Senate Bill 137 is now out of Senate Judiciary Committee and will go to the Senate floor sometime this fall, said the bill sponsor Sen. Rick Jones, R-Grand Ledge.
“The difference between this bill and past bills is that it will include every child,” Jones said. “It doesn’t include specific groups, like others in the past that included specific language for overweight students or gay students. This bill doesn’t exclude people.”
Jones said the legislation will require all Michigan schools to have an anti-bullying policy.
The bill is also known as “Matt’s Safe School Law,” named after Matt Epling, Kevin Epling’s son.
“In 2002 our son Matthew was assaulted by upperclassmen as a 'welcome to high school hazing.' This affected Matt deeper than what we thought,” Epling said. “The night before we were to talk with police about formal charges, Matt took his own life.

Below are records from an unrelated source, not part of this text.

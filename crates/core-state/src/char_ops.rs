//! Character-block splices: insert at the cursor, delete a range, and the
//! single-byte replace of overwrite mode.
//!
//! Each primitive validates, builds every new line it needs, and only then
//! touches the line index. An error before the splice leaves the file as it
//! was; the new storage built so far is dropped with it.

use core_text::{Block, BlockWriter, Line, duplicate_block};
use tracing::trace;

use crate::error::EditResult;
use crate::file::File;
use crate::markers::{update_markers, update_markers_delete};
use crate::position::Position;

/// Character range `[start, end)` that inserting `block` at the cursor will
/// occupy afterwards.
///
/// Inserting on the virtual end-of-file line of a non-empty file appends
/// the block's lines after the last line, which is the same as inserting a
/// line break plus the block at the end of the last line; the extent starts
/// there so that deleting it restores the file.
pub fn insertion_extent(file: &File, block: &Block) -> (Position, Position) {
    let cursor = file.cursor();
    let n = file.line_count();
    let k = block.line_count();
    let last = block.last_line().len();
    if cursor.line == n && n > 0 {
        (Position::new(n - 1, file.line_len(n - 1)), Position::new(n + k - 1, last))
    } else if k == 1 {
        (cursor.position(), Position::new(cursor.line, cursor.pos + last))
    } else {
        (cursor.position(), Position::new(cursor.line + k - 1, last))
    }
}

/// Insert `block` at the cursor and leave the cursor after it.
///
/// The cursor line is split at the cursor; prefix and suffix are fused onto
/// the block's first and last lines in one allocation. A one-line block
/// replaces a single index entry in place.
pub fn insert_character_block_prim(file: &mut File, block: &Block) -> EditResult<()> {
    let cursor = file.cursor();
    file.check_position(cursor.position())?;
    let n = file.line_count();
    let row = cursor.line;
    let k = block.line_count();

    if row == n {
        let dup = duplicate_block(file.arena(), block, file.eol(), b"", b"")?;
        let suffix_at = dup.suffix_position;
        file.lines_mut().splice(n..n, dup.block.into_lines())?;
        trace!(target: "state.block", row, lines = k, "insert_at_eof");
        if n == 0 {
            update_markers(file, 0, 0, k - 1, suffix_at);
        } else {
            let len = file.line_len(n - 1);
            update_markers(file, n - 1, len, k, suffix_at);
        }
        return Ok(());
    }

    let text = file.line_text(row);
    let (prefix, suffix) = text.split_at(cursor.pos);
    let dup = duplicate_block(file.arena(), block, file.eol(), prefix, suffix)?;
    let suffix_at = dup.suffix_position;
    let mut lines = dup.block.into_lines();
    if k == 1 {
        if let Some(line) = lines.pop() {
            file.lines_mut().replace(row, line);
        }
        trace!(target: "state.block", row, pos = cursor.pos, "insert_single_line");
    } else {
        file.lines_mut().splice(row..row + 1, lines)?;
        trace!(target: "state.block", row, pos = cursor.pos, lines = k, "insert_multi_line");
    }
    update_markers(file, row, cursor.pos, k - 1, suffix_at);
    Ok(())
}

/// Remove `[start, end)` and leave the cursor at `start`.
///
/// The text before `start` and after `end` is joined into one line. An end
/// on the virtual end-of-file line means the end of the last line. When the
/// range covers the whole file the result has no lines at all.
pub fn delete_character_block_prim(
    file: &mut File,
    start: Position,
    end: Position,
) -> EditResult<()> {
    file.check_range(start, end)?;
    let start = file.normalize_end(start);
    let end = file.normalize_end(end);
    let n = file.line_count();
    if n == 0 || start == end {
        return Ok(());
    }

    let head_len = start.pos;
    let tail_len = file.line_len(end.line) - end.pos;
    if head_len == 0 && tail_len == 0 && start == Position::origin() && end.line == n - 1 {
        file.lines_mut().clear();
        trace!(target: "state.block", lines = n, "delete_whole_file");
        update_markers_delete(file, start, end);
        return Ok(());
    }

    let joined = join_lines(file, start, end)?;
    file.lines_mut().splice(start.line..end.line + 1, vec![joined])?;
    trace!(
        target: "state.block",
        start_line = start.line,
        start_pos = start.pos,
        end_line = end.line,
        end_pos = end.pos,
        "delete_char_block"
    );
    update_markers_delete(file, start, end);
    Ok(())
}

/// Line made of the text before `start` and after `end`. Reuses existing
/// storage when one side is empty.
fn join_lines(file: &File, start: Position, end: Position) -> EditResult<Line> {
    let head_src = file.line(start.line);
    let tail_src = file.line(end.line);
    let (Some(head_src), Some(tail_src)) = (head_src, tail_src) else {
        return Err(core_text::TextError::LineOutOfRange {
            line: end.line,
            count: file.line_count(),
        }
        .into());
    };
    let tail_range = end.pos..tail_src.len();
    if tail_range.is_empty() {
        return Ok(head_src.slice(0..start.pos));
    }
    if start.pos == 0 {
        return Ok(tail_src.slice(tail_range));
    }
    let eol = file.eol();
    let (bytes, count) = BlockWriter::measure([start.pos + tail_range.len()], eol);
    let mut w = BlockWriter::new(file.arena(), eol, bytes, count)?;
    w.push(&head_src.text()[..start.pos]);
    w.push(&tail_src.text()[tail_range]);
    w.end_line();
    let block = w.finish(false)?;
    Ok(block.into_lines().remove(0))
}

/// Overwrite (`Some`) or remove (`None`) the byte at `at`. Writing at the
/// end of the line appends. Returns the byte previously there.
///
/// The line is rebuilt in fresh storage; the old bytes stay untouched for
/// any block still sharing them.
pub fn overwrite_byte_prim(
    file: &mut File,
    at: Position,
    byte: Option<u8>,
) -> EditResult<Option<u8>> {
    file.check_position(at)?;
    if file.is_eof_line(at.line) {
        return Err(core_text::TextError::LineOutOfRange {
            line: at.line,
            count: file.line_count(),
        }
        .into());
    }
    let text = file.line_text(at.line);
    let old = text.get(at.pos).copied();
    if byte.is_none() && old.is_none() {
        return Err(core_text::TextError::PositionOutOfRange {
            line: at.line,
            pos: at.pos,
            len: text.len(),
        }
        .into());
    }
    let rest = if old.is_some() { at.pos + 1 } else { at.pos };
    let new_len = at.pos + usize::from(byte.is_some()) + (text.len() - rest);
    let eol = file.eol();
    let (bytes, count) = BlockWriter::measure([new_len], eol);
    let mut w = BlockWriter::new(file.arena(), eol, bytes, count)?;
    w.push(&text[..at.pos]);
    if let Some(b) = byte {
        w.push(&[b]);
    }
    w.push(&text[rest..]);
    w.end_line();
    let mut lines = w.finish(false)?.into_lines();
    if let Some(line) = lines.pop() {
        file.lines_mut().replace(at.line, line);
    }
    file.notify_eol_invalidated(at.line);
    file.mark_changed();
    trace!(
        target: "state.block",
        line = at.line,
        pos = at.pos,
        appended = old.is_none(),
        "overwrite_byte"
    );
    Ok(old)
}

#[cfg(test)]
mod tests {
    use super::*;
    use core_config::EditPolicy;
    use core_text::{Arena, LineAttr, make_block};

    fn file(text: &str) -> File {
        File::from_bytes(Arena::new(), text.as_bytes(), EditPolicy::with_tab_size(4)).unwrap()
    }

    fn block(f: &File, text: &str) -> Block {
        make_block(f.arena(), text.as_bytes(), LineAttr::empty()).unwrap()
    }

    #[test]
    fn single_line_fast_path() {
        let mut f = file("held\nx");
        f.set_cursor(Position::new(0, 2)).unwrap();
        let b = block(&f, "ll");
        insert_character_block_prim(&mut f, &b).unwrap();
        assert_eq!(f.line_texts(), vec![&b"hellld"[..], b"x"]);
        assert_eq!(f.cursor().position(), Position::new(0, 4));
        assert!(f.is_modified());
    }

    #[test]
    fn multi_line_insert_splits_cursor_line() {
        let mut f = file("abcd");
        f.set_cursor(Position::new(0, 2)).unwrap();
        let b = block(&f, "1\n2\n3");
        assert_eq!(insertion_extent(&f, &b), (Position::new(0, 2), Position::new(2, 1)));
        insert_character_block_prim(&mut f, &b).unwrap();
        assert_eq!(f.line_texts(), vec![&b"ab1"[..], b"2", b"3cd"]);
        assert_eq!(f.cursor().position(), Position::new(2, 1));
    }

    #[test]
    fn newline_at_end_of_line() {
        let mut f = file("hello");
        f.set_cursor(Position::new(0, 5)).unwrap();
        let b = block(&f, "\n");
        insert_character_block_prim(&mut f, &b).unwrap();
        assert_eq!(f.line_texts(), vec![&b"hello"[..], b""]);
        assert_eq!(f.cursor().position(), Position::new(1, 0));
        assert_eq!(f.cursor().col, 0);
    }

    #[test]
    fn insert_on_eof_line_appends() {
        let mut f = file("a");
        f.set_cursor(Position::new(1, 0)).unwrap();
        let b = block(&f, "x\ny");
        assert_eq!(insertion_extent(&f, &b), (Position::new(0, 1), Position::new(2, 1)));
        insert_character_block_prim(&mut f, &b).unwrap();
        assert_eq!(f.line_texts(), vec![&b"a"[..], b"x", b"y"]);
        assert_eq!(f.cursor().position(), Position::new(2, 1));
        delete_character_block_prim(&mut f, Position::new(0, 1), Position::new(2, 1)).unwrap();
        assert_eq!(f.line_texts(), vec![&b"a"[..]]);
    }

    #[test]
    fn insert_into_empty_file() {
        let mut f = file("");
        let b = block(&f, "abc");
        insert_character_block_prim(&mut f, &b).unwrap();
        assert_eq!(f.line_texts(), vec![&b"abc"[..]]);
        assert_eq!(f.cursor().position(), Position::new(0, 3));
    }

    #[test]
    fn delete_joins_lines() {
        let mut f = file("abc\ndefg\nhi");
        delete_character_block_prim(&mut f, Position::new(0, 1), Position::new(2, 1)).unwrap();
        assert_eq!(f.line_texts(), vec![&b"ai"[..]]);
        assert_eq!(f.cursor().position(), Position::new(0, 1));
    }

    #[test]
    fn delete_through_line_start() {
        let mut f = file("abc\ndefg");
        delete_character_block_prim(&mut f, Position::new(0, 0), Position::new(1, 0)).unwrap();
        assert_eq!(f.line_texts(), vec![&b"defg"[..]]);
    }

    #[test]
    fn deleting_everything_leaves_no_lines() {
        let mut f = file("hello");
        delete_character_block_prim(&mut f, Position::new(0, 0), Position::new(0, 5)).unwrap();
        assert_eq!(f.line_count(), 0);
        assert!(f.arena_blocks().is_empty());
        assert_eq!(f.arena().live_blocks(), 0);
    }

    #[test]
    fn delete_to_eof_line_keeps_one_line() {
        let mut f = file("ab\ncd");
        delete_character_block_prim(&mut f, Position::new(0, 1), Position::new(2, 0)).unwrap();
        assert_eq!(f.line_texts(), vec![&b"a"[..]]);
    }

    #[test]
    fn shared_storage_survives_delete() {
        let mut f = file("abc\ndef");
        let copy =
            crate::copy::copy_char_block(&f, Position::new(0, 0), Position::new(1, 3)).unwrap();
        let original = f.arena_blocks()[0].clone();
        delete_character_block_prim(&mut f, Position::new(0, 0), Position::new(1, 3)).unwrap();
        assert_eq!(copy.to_bytes(), b"abc\ndef");
        assert_eq!(core_text::ArenaBlock::ref_count(&original), 1);
        drop(original);
        drop(copy);
        assert_eq!(f.arena().live_blocks(), 0);
    }

    #[test]
    fn out_of_memory_leaves_file_untouched() {
        let arena = Arena::with_limit(8);
        let mut f = File::from_bytes(arena, b"abc", EditPolicy::default()).unwrap();
        let b = make_block(&Arena::new(), b"more than fits", LineAttr::empty()).unwrap();
        f.set_cursor(Position::new(0, 1)).unwrap();
        let err = insert_character_block_prim(&mut f, &b).unwrap_err();
        assert!(err.is_out_of_memory());
        assert_eq!(f.line_texts(), vec![&b"abc"[..]]);
        assert_eq!(f.cursor().position(), Position::new(0, 1));
        assert!(!f.is_modified());
        assert_eq!(f.arena().live_bytes(), 3);
    }

    #[test]
    fn overwrite_replaces_and_appends() {
        let mut f = file("abc");
        assert_eq!(
            overwrite_byte_prim(&mut f, Position::new(0, 1), Some(b'X')).unwrap(),
            Some(b'b')
        );
        assert_eq!(f.line_texts(), vec![&b"aXc"[..]]);
        assert_eq!(overwrite_byte_prim(&mut f, Position::new(0, 3), Some(b'!')).unwrap(), None);
        assert_eq!(f.line_texts(), vec![&b"aXc!"[..]]);
        assert_eq!(overwrite_byte_prim(&mut f, Position::new(0, 3), None).unwrap(), Some(b'!'));
        assert_eq!(f.line_texts(), vec![&b"aXc"[..]]);
    }
}
//! Line storage primitives for the block-editing engine.
//!
//! Text lives in immutable, reference-counted arena blocks ([`ArenaBlock`]).
//! A [`Line`] is a span inside one of them and a [`LineIndex`] is the ordered
//! line array of a file. A [`Block`] is a standalone run of lines used as a
//! clipboard payload, an undo payload, or an insertion source.
//!
//! Everything here is byte oriented: positions are byte offsets and columns
//! are computed by [`tabs`] with one column per byte except `\t`.

pub mod arena;
pub mod block;
pub mod eol;
pub mod error;
pub mod line;
pub mod tabs;

pub use arena::{Arena, ArenaBlock, ArenaBuf};
pub use block::{Block, BlockWriter, Duplicate, duplicate_block, generate_block, make_block};
pub use eol::EolType;
pub use error::{TextError, TextResult};
pub use line::{Line, LineAttr, LineIndex};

We decided to be vocal about what happened and have worked to make change and that begins with education and awareness of the issues.”

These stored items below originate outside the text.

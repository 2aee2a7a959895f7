//! The editable file: line index, cursor, selection and undo log.

use core_config::EditPolicy;
use core_text::{Arena, ArenaBlock, EolType, Line, LineAttr, LineIndex, TextError, make_block, tabs};
use std::rc::Rc;
use tracing::trace;

use crate::error::{EditError, EditResult};
use crate::position::{Cursor, Position, Selection};
use crate::undo::{FileStatus, UndoLog};

/// Collaborators that follow edits without owning text: bookmarks, the
/// syntax highlighter, the function-name index.
pub trait FileObserver {
    /// `delta` lines were inserted (positive) or removed (negative) at `at`.
    fn lines_changed(&mut self, _at: usize, _delta: isize) {}
    /// Cached end-of-line status is stale from line `from` onward.
    fn eol_status_invalidated(&mut self, _from: usize) {}
    fn rescan_function_names(&mut self) {}
}

pub struct File {
    lines: LineIndex,
    arena: Arena,
    eol: EolType,
    policy: EditPolicy,
    cursor: Cursor,
    selection: Selection,
    undo: UndoLog,
    modified: bool,
    needs_redraw: bool,
    observer: Option<Box<dyn FileObserver>>,
}

impl std::fmt::Debug for File {
    fn fmt(&self, f: &mut std::fmt::Formatter<'_>) -> std::fmt::Result {
        f.debug_struct("File")
            .field("lines", &self.lines.len())
            .field("eol", &self.eol)
            .field("cursor", &self.cursor)
            .field("selection", &self.selection)
            .field("undo", &self.undo.len())
            .field("modified", &self.modified)
            .finish()
    }
}

impl File {
    /// An empty file (zero lines).
    pub fn new(arena: Arena, policy: EditPolicy) -> Self {
        Self {
            lines: LineIndex::new(),
            arena,
            eol: EolType::default(),
            policy,
            cursor: Cursor::default(),
            selection: Selection::default(),
            undo: UndoLog::new(),
            modified: false,
            needs_redraw: true,
            observer: None,
        }
    }

    /// Build a file from raw text. Empty text gives an empty file; otherwise
    /// the text is split on its detected terminator.
    pub fn from_bytes(arena: Arena, text: &[u8], policy: EditPolicy) -> EditResult<Self> {
        let mut file = Self::new(arena, policy);
        if text.is_empty() {
            return Ok(file);
        }
        let block = make_block(&file.arena, text, LineAttr::empty())?;
        file.eol = block.eol();
        file.lines = LineIndex::from_lines(block.into_lines());
        trace!(target: "state.block", lines = file.lines.len(), bytes = text.len(), "file_loaded");
        Ok(file)
    }

    pub fn set_observer(&mut self, observer: Box<dyn FileObserver>) {
        self.observer = Some(observer);
    }

    pub fn take_observer(&mut self) -> Option<Box<dyn FileObserver>> {
        self.observer.take()
    }

    pub fn line_count(&self) -> usize {
        self.lines.len()
    }

    /// True for the virtual line one past the last real line.
    pub fn is_eof_line(&self, line: usize) -> bool {
        line == self.lines.len()
    }

    pub fn line(&self, idx: usize) -> Option<&Line> {
        self.lines.get(idx)
    }

    /// Text of line `idx`; the virtual end-of-file line reads as empty.
    pub fn line_text(&self, idx: usize) -> &[u8] {
        self.lines.text(idx)
    }

    pub fn line_len(&self, idx: usize) -> usize {
        self.line_text(idx).len()
    }

    pub fn lines(&self) -> &LineIndex {
        &self.lines
    }

    pub(crate) fn lines_mut(&mut self) -> &mut LineIndex {
        &mut self.lines
    }

    pub fn line_texts(&self) -> Vec<&[u8]> {
        self.lines.iter().map(Line::text).collect()
    }

    /// Whole content, lines joined by the file's terminator.
    pub fn to_bytes(&self) -> Vec<u8> {
        let mut out = Vec::new();
        for (i, line) in self.lines.iter().enumerate() {
            if i > 0 {
                out.extend_from_slice(self.eol.as_bytes());
            }
            out.extend_from_slice(line.text());
        }
        out
    }

    /// Distinct arena blocks referenced by this file.
    pub fn arena_blocks(&self) -> Vec<Rc<ArenaBlock>> {
        self.lines.arena_blocks()
    }

    pub fn arena(&self) -> &Arena {
        &self.arena
    }

    pub fn eol(&self) -> EolType {
        self.eol
    }

    pub fn set_eol(&mut self, eol: EolType) {
        self.eol = eol;
    }

    pub fn policy(&self) -> &EditPolicy {
        &self.policy
    }

    pub fn set_policy(&mut self, policy: EditPolicy) {
        self.policy = policy;
    }

    pub fn tab_size(&self) -> usize {
        self.policy.tab_size.max(1)
    }

    pub fn cursor(&self) -> Cursor {
        self.cursor
    }

    pub fn selection(&self) -> &Selection {
        &self.selection
    }

    pub(crate) fn selection_mut(&mut self) -> &mut Selection {
        &mut self.selection
    }

    pub fn undo_log(&self) -> &UndoLog {
        &self.undo
    }

    pub fn undo_log_mut(&mut self) -> &mut UndoLog {
        &mut self.undo
    }

    pub fn is_modified(&self) -> bool {
        self.modified
    }

    pub fn needs_redraw(&self) -> bool {
        self.needs_redraw
    }

    pub fn clear_redraw(&mut self) {
        self.needs_redraw = false;
    }

    pub(crate) fn mark_changed(&mut self) {
        self.modified = true;
        self.needs_redraw = true;
    }

    /// Screen column of byte `pos` on `line`.
    pub fn column_of(&self, line: usize, pos: usize) -> usize {
        tabs::column_of(self.line_text(line), pos, self.tab_size())
    }

    /// Visible width of `line` in columns.
    pub fn line_width(&self, line: usize) -> usize {
        tabs::width(self.line_text(line), self.tab_size())
    }

    /// Byte offset shown at `col` on `line`, clamped to the line end.
    pub fn pos_of_column(&self, line: usize, col: usize) -> usize {
        tabs::clamp_pos_of_column(self.line_text(line), col, self.tab_size())
    }

    /// Reject positions outside the file. The virtual end-of-file line only
    /// admits offset 0.
    pub fn check_position(&self, p: Position) -> EditResult<()> {
        let count = self.lines.len();
        if p.line > count {
            return Err(TextError::LineOutOfRange {
                line: p.line,
                count,
            }
            .into());
        }
        let len = self.line_len(p.line);
        if p.pos > len {
            return Err(TextError::PositionOutOfRange {
                line: p.line,
                pos: p.pos,
                len,
            }
            .into());
        }
        Ok(())
    }

    /// Validate a half-open character range.
    pub fn check_range(&self, start: Position, end: Position) -> EditResult<()> {
        self.check_position(start)?;
        self.check_position(end)?;
        if start > end {
            return Err(EditError::InvalidRegion { start, end });
        }
        Ok(())
    }

    /// Map an end on the virtual end-of-file line to the end of the last
    /// real line.
    pub fn normalize_end(&self, end: Position) -> Position {
        let count = self.lines.len();
        if end.line == count && count > 0 {
            Position::new(count - 1, self.line_len(count - 1))
        } else {
            end
        }
    }

    /// Place the cursor on a byte position.
    pub fn set_cursor(&mut self, p: Position) -> EditResult<()> {
        self.check_position(p)?;
        self.cursor = Cursor::new(p.line, p.pos, self.column_of(p.line, p.pos));
        self.needs_redraw = true;
        Ok(())
    }

    /// Place the cursor on a screen column, possibly in virtual space past
    /// the end of the line.
    pub fn set_cursor_col(&mut self, line: usize, col: usize) -> EditResult<()> {
        let count = self.lines.len();
        if line > count {
            return Err(TextError::LineOutOfRange { line, count }.into());
        }
        self.cursor = Cursor::new(line, self.pos_of_column(line, col), col);
        self.needs_redraw = true;
        Ok(())
    }

    /// Internal cursor placement after a splice; the caller guarantees the
    /// position exists.
    pub(crate) fn put_cursor(&mut self, p: Position) {
        debug_assert!(self.check_position(p).is_ok(), "cursor {p:?} outside file");
        self.cursor = Cursor::new(p.line, p.pos, self.column_of(p.line, p.pos));
    }

    pub(crate) fn cursor_mut(&mut self) -> &mut Cursor {
        &mut self.cursor
    }

    pub fn status(&self) -> FileStatus {
        FileStatus {
            cursor: self.cursor,
            selection: self.selection,
            modified: self.modified,
        }
    }

    /// Restore cursor, selection and modified flag from a snapshot.
    pub fn restore_status(&mut self, status: FileStatus) {
        self.cursor = status.cursor;
        self.selection = status.selection;
        self.modified = status.modified;
        self.needs_redraw = true;
    }

    pub(crate) fn notify_lines_changed(&mut self, at: usize, delta: isize) {
        if delta == 0 {
            return;
        }
        if let Some(obs) = self.observer.as_mut() {
            obs.lines_changed(at, delta);
        }
    }

    pub(crate) fn notify_eol_invalidated(&mut self, from: usize) {
        if let Some(obs) = self.observer.as_mut() {
            obs.eol_status_invalidated(from);
        }
    }

    pub(crate) fn notify_rescan(&mut self) {
        if let Some(obs) = self.observer.as_mut() {
            obs.rescan_function_names();
        }
    }
}

#[cfg(test)]
mod tests {
    use super::*;

    fn file(text: &str) -> File {
        File::from_bytes(Arena::new(), text.as_bytes(), EditPolicy::with_tab_size(4)).unwrap()
    }

    #[test]
    fn load_splits_lines_and_keeps_eol() {
        let f = file("ab\r\ncd");
        assert_eq!(f.line_texts(), vec![&b"ab"[..], b"cd"]);
        assert_eq!(f.eol(), EolType::CrLf);
        assert_eq!(f.to_bytes(), b"ab\r\ncd");
        assert_eq!(f.arena_blocks().len(), 1);
    }

    #[test]
    fn empty_text_is_zero_lines() {
        let f = file("");
        assert_eq!(f.line_count(), 0);
        assert!(f.is_eof_line(0));
        assert!(f.check_position(Position::origin()).is_ok());
    }

    #[test]
    fn position_checks() {
        let f = file("abc\nde");
        assert!(f.check_position(Position::new(1, 2)).is_ok());
        assert!(f.check_position(Position::new(2, 0)).is_ok());
        assert!(matches!(
            f.check_position(Position::new(2, 1)),
            Err(EditError::Text(TextError::PositionOutOfRange { .. }))
        ));
        assert!(matches!(
            f.check_position(Position::new(3, 0)),
            Err(EditError::Text(TextError::LineOutOfRange { line: 3, count: 2 }))
        ));
        assert!(matches!(
            f.check_range(Position::new(1, 1), Position::new(0, 2)),
            Err(EditError::InvalidRegion { .. })
        ));
        assert_eq!(f.normalize_end(Position::new(2, 0)), Position::new(1, 2));
    }

    #[test]
    fn cursor_columns_follow_tabs() {
        let mut f = file("a\tb");
        f.set_cursor(Position::new(0, 2)).unwrap();
        assert_eq!(f.cursor(), Cursor::new(0, 2, 4));
        f.set_cursor_col(0, 9).unwrap();
        assert_eq!(f.cursor(), Cursor::new(0, 3, 9));
        f.set_cursor_col(0, 2).unwrap();
        assert_eq!(f.cursor().pos, 1);
    }
}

The first bills aiming to end bullying in Michigan schools were introduced in 1999, but none have been signed into law.
Epling said there have been so many different excuses over the years to prevent the law, and every time one excuse is corrected, another takes its place.
The only three states that don’t have anti-bullying laws are Michigan, Montana and South Dakota, Epling said.
"There has been much opposition to the bills from Republican leaders,” Epling said. “Even after the language was changed and removed, Republican lawmakers still would not pass the law in 2009 and had another chance in 2011 to do the same. Why are our lawmakers going to wait until we lose more children to suicide, or worse, wait for a major school shooting, before they act on this issue?”
Because the language of the bill has changed, people such as Gary Glenn, president of the American Family Association of Michigan, expect it to be passed and signed into law.
“We did not think it was necessary or positive to segregate students in special classes,” Glenn said. “In states such as Iowa, anti-bullying laws with specific language that included gay students can set a precedent for homosexual marriage."
Jones said while the bill isn’t perfect, it’s a good start and he has not seen too much opposition from anyone yet.